根據《自然—醫學》（Nature Medicine）上在線發表的一篇文章，德國神經退行性疾病研究中心（DZNE）的研究人員采用一種新型方法，讓固定的小鼠脊髓變得透明，這樣他們就能看到3D的再生軸突軌跡，而無需進行組織切片。

 

脊髓是傳遞來自皮膚、肌肉和關節到大腦與背的信息的重要通路。神經軸突是貫穿大腦皮層和脊髓之間神經元的細長突出，分布於大腦和脊髓之間，為一種關鍵類型的神經纖維，參與皮質脊髓的構成和隨意運動的實現。
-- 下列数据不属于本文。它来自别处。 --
//! Prompt templates, one per agent role.
//!
//! Each template spells out the exact JSON shape the stage must return, with
//! rules and a minimal example. This is the single canonical prompt set; the
//! taxonomy table rendered into the correction prompt comes from
//! [`crate::taxonomy`].

/// Schema linking: pick the subset of the catalog relevant to one question.
pub fn schema_linking(question: &str, schema_context: &str) -> String {
    format!(
        r#"Select the tables, columns and foreign keys needed to answer the question. Return JSON only.

Question: "{question}"

DATABASE SCHEMA:
{schema_context}
Format:
{{"tables":["t1"],"columns":{{"t1":["c1","c2"]}},"foreign_keys":[{{"from":"t1.c1","to":"t2.c2"}}],"reasoning":"one sentence"}}

Rules:
- Use only table and column names that appear in the schema above, spelled exactly as shown.
- Include every table the query will read, and only those.
- foreign_keys lists only the edges the query will join on; [] when a single table suffices."#
    )
}

/// Subproblem decomposition: describe the intent of each SQL clause.
pub fn subproblem(question: &str, linked_context: &str) -> String {
    format!(
        r#"Break the question into per-clause subproblems for a SQL query. Return JSON only.

Question: "{question}"

RELEVANT SCHEMA:
{linked_context}
Format:
{{"clauses":{{"SELECT":"what to project","FROM":"source tables","WHERE":"filters"}}}}

Rules:
- Allowed clause names: SELECT, FROM, WHERE, JOIN, GROUP BY, HAVING, ORDER BY, LIMIT.
- Omit clauses the query does not need; do not invent placeholders for them.
- Each value is one plain-language sentence of intent, not SQL."#
    )
}

/// Query planning: ordered derivation steps toward the final query.
pub fn query_plan(question: &str, linked_context: &str, subproblems: &str) -> String {
    format!(
        r#"Produce an ordered plan for building the SQL query. Return JSON only.

Question: "{question}"

RELEVANT SCHEMA:
{linked_context}
CLAUSE BREAKDOWN:
{subproblems}
Format:
{{"steps":[{{"step_number":1,"action":"what this step does","reasoning":"why","sql_fragment":"optional SQL piece"}}],"final_strategy":"one-paragraph summary"}}

Rules:
- Steps are read top to bottom as a derivation; number them from 1 with no gaps.
- sql_fragment is optional per step; include it when the step pins down concrete SQL.
- Keep the plan minimal: no steps about execution, optimization or formatting."#
    )
}

/// SQL generation: the initial query, plain text out.
pub fn sql_generation(question: &str, plan: &str, linked_context: &str, catalog: &str) -> String {
    format!(
        r#"Write one SQLite query that answers the question. Return only the SQL, no commentary.

Question: "{question}"

RELEVANT SCHEMA:
{linked_context}
QUERY PLAN:
{plan}
Rules:
- Single statement, SQLite dialect.
- Reference tables as {catalog}.<table> (the database is attached as '{catalog}').
- Use only tables and columns from the schema above, spelled exactly as shown."#
    )
}

/// Correction planning: classify the failure and plan the fix.
pub fn correction_plan(
    question: &str,
    failed_sql: &str,
    error: &str,
    linked_context: &str,
    taxonomy: &str,
    augmentation: &str,
) -> String {
    let augmentation_block = if augmentation.is_empty() {
        String::new()
    } else {
        format!("LIVE TABLE METADATA:\n{augmentation}\n")
    };
    format!(
        r#"A generated SQL query failed. Diagnose it and plan a correction. Return JSON only.

Question: "{question}"

FAILED SQL:
{failed_sql}

DATABASE ERROR (verbatim):
{error}

RELEVANT SCHEMA:
{linked_context}
{augmentation_block}{taxonomy}
Format:
{{"error_categories":["schema_link.col_missing"],"root_cause":"one sentence","correction_plan":{{"steps":["fix step 1","fix step 2"]}},"sql_before":"offending fragment","sql_after":"fixed fragment"}}

Rules:
- error_categories come from the taxonomy above; list every category that applies.
- If the database error suggests a name (e.g. Did you mean "X"), the plan must reuse that exact name, case preserved.
- sql_before/sql_after are optional; include them when the fix is a local fragment rewrite."#
    )
}

/// Correction SQL: the replacement query, plain text out.
pub fn correction_sql(
    question: &str,
    failed_sql: &str,
    plan: &str,
    linked_context: &str,
    catalog: &str,
) -> String {
    format!(
        r#"Rewrite the failed SQLite query following the correction plan. Return only the corrected SQL, no commentary.

Question: "{question}"

FAILED SQL:
{failed_sql}

CORRECTION PLAN:
{plan}
RELEVANT SCHEMA:
{linked_context}
Rules:
- Single statement, SQLite dialect; the corrected query wholly replaces the failed one.
- Reference tables as {catalog}.<table>.
- If the correction plan or the database error names an exact replacement identifier, use it verbatim, case preserved."#
    )
}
脊髓損傷後，沿皮質脊髓的軸突嚴重受損，從而導致位於損傷部位的下運動神經元與大腦失去有效功能鏈接。

 

然而，中樞神經係統中的再生研究受限於現有的組織學和成像技術，因為它們隻能提供軸突和膠質細胞反應的部分信息。過去識別軸突再生的方法非常繁瑣，因為它們需要精確的組織切片。這些方法對3D的軸突路線研究也是不夠的，因為它們隻能提供2D圖像。

 

Frank Bradke領導的研究小組利用四氫呋喃（THF）溶劑來分解組織中的脂類，並利用GFP來照亮軸突的路徑。為了使脊髓透明，樣品隨後浸泡在二氯甲烷以及苯甲醇苯甲酸苄酯中。

 

Bradke談到：“有時你認為你看到了一個受傷的軸突，但它實際上是個幸免的軸突。這是一個大難題。臨床前的結果很難判斷，因為你隻看到了片段。”

 

利用這種新的四氫呋喃方法，借助高分辨率的雙光子顯微鏡，Bradke和他的同事獲得了小鼠脊髓中神經細胞的3D圖像。之後他們利用超顯微鏡追蹤了標記軸突的軌跡。

 

為了了解軸突受損後的再生，研究小組讓受損10天後的脊髓透明化，以便對再生的軸突進行3D成像。通過四氫呋喃方法，他們發現了大量的再生軸突，數量比切片方法更多。此外，通過周圍軸突和中樞軸突中脊髓損傷的長期追蹤，研究人員區分了再生和幸免的軸突。

 

這種技術也讓研究人員能在脊髓受損後快速精確地對神經細胞計數，特別是小膠質細胞和星形膠質細胞。盡管這種透明化的步驟采用親脂染料，但它不影響GFP小鼠中的熒光信號。

 

有了這種技術，Bradke希望能在小鼠模型上更準確地檢測，以便在人類脊髓損傷時能夠讓軸突再生。此外，研究發現此過程也可應用在其他器官上，包括淋巴結、脾髒、肺、乳腺和腫瘤組織。